(Problem description)
Please copy out the lines in the entries that contain "live".

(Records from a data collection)

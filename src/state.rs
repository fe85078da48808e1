use crate::math::Map;

/// Index of a state within the [`StateRegistry`] of one automaton. Indices are arena
/// positions, they are stable for the lifetime of the registry and never reused, even
/// after the state they point to has been removed.
#[derive(Debug, Clone, Copy, PartialEq, Eq, PartialOrd, Ord, Hash)]
pub struct StateId(pub(crate) usize);

impl StateId {
    /// Returns the raw arena position. Mainly useful for dense bookkeeping such as
    /// the bad-state bit set used during synthesis.
    pub fn index(self) -> usize {
        self.0
    }
}

/// A state of an automaton. Identity is the name, which is unique within the registry
/// that owns the state.
#[derive(Debug, Clone, PartialEq, Eq)]
pub struct State {
    name: String,
    marked: bool,
    private: bool,
    bad: bool,
}

impl State {
    /// Creates a state with the given name and all attributes cleared.
    pub fn new(name: impl Into<String>) -> Self {
        Self {
            name: name.into(),
            marked: false,
            private: false,
            bad: false,
        }
    }

    /// Consumes `self` and sets the marked attribute, builder style.
    pub fn with_marked(mut self, marked: bool) -> Self {
        self.marked = marked;
        self
    }

    /// Consumes `self` and sets the private attribute, builder style.
    pub fn with_private(mut self, private: bool) -> Self {
        self.private = private;
        self
    }

    /// The name identifying this state.
    pub fn name(&self) -> &str {
        &self.name
    }

    /// Whether the state belongs to the accepted language.
    pub fn is_marked(&self) -> bool {
        self.marked
    }

    /// Whether the state is a secret, in the sense of opacity analysis.
    pub fn is_private(&self) -> bool {
        self.private
    }

    /// Whether the state has been flagged by a blocking check.
    pub fn is_bad(&self) -> bool {
        self.bad
    }

    /// Sets the marked attribute.
    pub fn set_marked(&mut self, marked: bool) {
        self.marked = marked;
    }

    /// Sets the private attribute.
    pub fn set_private(&mut self, private: bool) {
        self.private = private;
    }

    /// Sets the bad scratch flag.
    pub fn set_bad(&mut self, bad: bool) {
        self.bad = bad;
    }
}

/// A name-keyed interning store for the states of one automaton.
///
/// States live in an arena indexed by [`StateId`]; a removed state leaves a tombstone
/// behind so that the remaining indices stay valid. Registration is idempotent: adding
/// a template whose name is already present returns the canonical existing entry and
/// leaves the stored attributes untouched.
#[derive(Debug, Clone, Default, PartialEq, Eq)]
pub struct StateRegistry {
    slots: Vec<Option<State>>,
    index: Map<String, StateId>,
}

impl StateRegistry {
    /// Creates an empty registry.
    pub fn new() -> Self {
        Self::default()
    }

    /// Adds `template` to the registry. If a state with the same name already exists,
    /// its id is returned and the registry is not modified.
    pub fn add(&mut self, template: State) -> StateId {
        if let Some(&id) = self.index.get(template.name()) {
            return id;
        }
        let id = StateId(self.slots.len());
        self.index.insert(template.name().to_string(), id);
        self.slots.push(Some(template));
        id
    }

    /// Looks up the id of the state with the given name.
    pub fn id(&self, name: &str) -> Option<StateId> {
        self.index.get(name).copied()
    }

    /// Returns the state stored at `id`, if it is still present.
    pub fn get(&self, id: StateId) -> Option<&State> {
        self.slots.get(id.0).and_then(Option::as_ref)
    }

    /// Returns a mutable reference to the state stored at `id`.
    pub fn get_mut(&mut self, id: StateId) -> Option<&mut State> {
        self.slots.get_mut(id.0).and_then(Option::as_mut)
    }

    /// Returns the name of the state at `id`. Panics if the state was removed, which
    /// would indicate a stale id leaking out of an algorithm.
    pub fn name_of(&self, id: StateId) -> &str {
        self.get(id).expect("stale state id").name()
    }

    /// Whether a state with the given name exists.
    pub fn contains(&self, name: &str) -> bool {
        self.index.contains_key(name)
    }

    /// Removes the state at `id`, returning it. The slot becomes a tombstone; the id
    /// is not reused.
    pub fn remove(&mut self, id: StateId) -> Option<State> {
        let state = self.slots.get_mut(id.0).and_then(Option::take)?;
        self.index.remove(state.name());
        Some(state)
    }

    /// Iterates over all live states in insertion order.
    pub fn iter(&self) -> impl Iterator<Item = (StateId, &State)> + '_ {
        self.slots
            .iter()
            .enumerate()
            .filter_map(|(i, slot)| slot.as_ref().map(|s| (StateId(i), s)))
    }

    /// The number of live states.
    pub fn len(&self) -> usize {
        self.index.len()
    }

    /// Whether the registry holds no live states.
    pub fn is_empty(&self) -> bool {
        self.index.is_empty()
    }

    /// The arena size, i.e. one past the largest id ever handed out. Removed states
    /// still count, which makes this suitable for sizing dense per-state bookkeeping.
    pub fn arena_len(&self) -> usize {
        self.slots.len()
    }
}
use crate::automaton::Automaton;
use crate::modal::ModalSpec;
use crate::transition::Shape;

/// Helper for the fluent construction of automata and modal specifications. This is
/// the main way tests put together fixtures; transitions are given as
/// `(from, event, to)` name triples and attributes as name lists.
///
/// # Example
///
/// ```
/// use supremal::prelude::*;
///
/// let g = Automaton::builder("G")
///     .with_transitions([("1", "a", "2"), ("2", "a", "3")])
///     .with_initial("1")
///     .with_marked(["3"])
///     .uncontrollable(["a"])
///     .into_deterministic();
/// assert_eq!(g.states().len(), 3);
/// ```
#[derive(Debug, Clone, Default)]
pub struct AutomatonBuilder {
    name: String,
    states: Vec<String>,
    transitions: Vec<(String, String, String)>,
    initial: Vec<String>,
    marked: Vec<String>,
    private: Vec<String>,
    uncontrollable: Vec<String>,
    unobservable: Vec<String>,
    attacker_unobservable: Vec<String>,
    must: Vec<(String, String, String)>,
}

impl AutomatonBuilder {
    /// Creates a builder for an automaton with the given name.
    pub fn new(name: impl Into<String>) -> Self {
        Self {
            name: name.into(),
            ..Default::default()
        }
    }

    /// Declares states explicitly. Only needed for states that appear on no
    /// transition; endpoints of transitions are created on demand.
    pub fn with_states<I, S>(mut self, states: I) -> Self
    where
        I: IntoIterator<Item = S>,
        S: Into<String>,
    {
        self.states.extend(states.into_iter().map(Into::into));
        self
    }

    /// Adds (from, event, to) transitions.
    pub fn with_transitions<I, S>(mut self, transitions: I) -> Self
    where
        I: IntoIterator<Item = (S, S, S)>,
        S: Into<String>,
    {
        self.transitions.extend(
            transitions
                .into_iter()
                .map(|(q, e, p)| (q.into(), e.into(), p.into())),
        );
        self
    }

    /// Adds (from, event, to) must-transitions; only meaningful for
    /// [`into_modal`](Self::into_modal). Must-transitions without a matching may
    /// (ordinary) transition are legal here, pruning resolves them later.
    pub fn with_must_transitions<I, S>(mut self, transitions: I) -> Self
    where
        I: IntoIterator<Item = (S, S, S)>,
        S: Into<String>,
    {
        self.must.extend(
            transitions
                .into_iter()
                .map(|(q, e, p)| (q.into(), e.into(), p.into())),
        );
        self
    }

    /// Marks a state as initial. May be called repeatedly; the deterministic
    /// finishers keep only the last one.
    pub fn with_initial(mut self, state: impl Into<String>) -> Self {
        self.initial.push(state.into());
        self
    }

    /// Marks the given states (accepted language membership).
    pub fn with_marked<I, S>(mut self, states: I) -> Self
    where
        I: IntoIterator<Item = S>,
        S: Into<String>,
    {
        self.marked.extend(states.into_iter().map(Into::into));
        self
    }

    /// Flags the given states as private/secret.
    pub fn with_private<I, S>(mut self, states: I) -> Self
    where
        I: IntoIterator<Item = S>,
        S: Into<String>,
    {
        self.private.extend(states.into_iter().map(Into::into));
        self
    }

    /// Flags the given events as uncontrollable.
    pub fn uncontrollable<I, S>(mut self, events: I) -> Self
    where
        I: IntoIterator<Item = S>,
        S: Into<String>,
    {
        self.uncontrollable
            .extend(events.into_iter().map(Into::into));
        self
    }

    /// Flags the given events as system-unobservable.
    pub fn unobservable<I, S>(mut self, events: I) -> Self
    where
        I: IntoIterator<Item = S>,
        S: Into<String>,
    {
        self.unobservable.extend(events.into_iter().map(Into::into));
        self
    }

    /// Flags the given events as attacker-unobservable.
    pub fn attacker_unobservable<I, S>(mut self, events: I) -> Self
    where
        I: IntoIterator<Item = S>,
        S: Into<String>,
    {
        self.attacker_unobservable
            .extend(events.into_iter().map(Into::into));
        self
    }

    fn build(self, shape: Shape) -> Automaton {
        let mut automaton = Automaton::new(self.name, shape);
        for state in &self.states {
            automaton.add_state(crate::state::State::new(state));
        }
        for (q, e, p) in &self.transitions {
            automaton.add_transition(q, e, p);
        }
        for (q, e, p) in &self.must {
            // make sure the endpoints exist even when only a must-transition uses them
            automaton.add_state(crate::state::State::new(q));
            automaton.add_event(crate::event::Event::new(e));
            automaton.add_state(crate::state::State::new(p));
        }
        for state in &self.marked {
            automaton.add_state(crate::state::State::new(state));
            automaton.set_marked(state, true);
        }
        for state in &self.private {
            automaton.add_state(crate::state::State::new(state));
            automaton.set_private(state, true);
        }
        for event in &self.uncontrollable {
            automaton.set_controllable(event, false);
        }
        for event in &self.unobservable {
            automaton.set_observable(event, false);
        }
        for event in &self.attacker_unobservable {
            automaton.set_attacker_observable(event, false);
        }
        for state in &self.initial {
            automaton.add_state(crate::state::State::new(state));
            automaton.set_initial(state);
        }
        automaton
    }

    /// Finishes into a deterministic automaton.
    pub fn into_deterministic(self) -> Automaton {
        self.build(Shape::Deterministic)
    }

    /// Finishes into a nondeterministic automaton.
    pub fn into_nondeterministic(self) -> Automaton {
        self.build(Shape::Nondeterministic)
    }

    /// Finishes into a modal specification: the ordinary transitions become the may
    /// function, the must triples the must function. Modal specifications are
    /// always deterministic.
    pub fn into_modal(self) -> ModalSpec {
        let must = self.must.clone();
        let automaton = self.build(Shape::Deterministic);
        let mut spec =
            ModalSpec::from_automaton(automaton).expect("builder produces deterministic shape");
        for (q, e, p) in &must {
            spec.add_must_transition(q, e, p);
        }
        spec
    }
}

(Output for this exercise)
/// States live in an arena indexed by [`StateId`]; a removed state leaves a tombstone
    /// Iterates over all live states in insertion order.
    /// The number of live states.
    /// Whether the registry holds no live states.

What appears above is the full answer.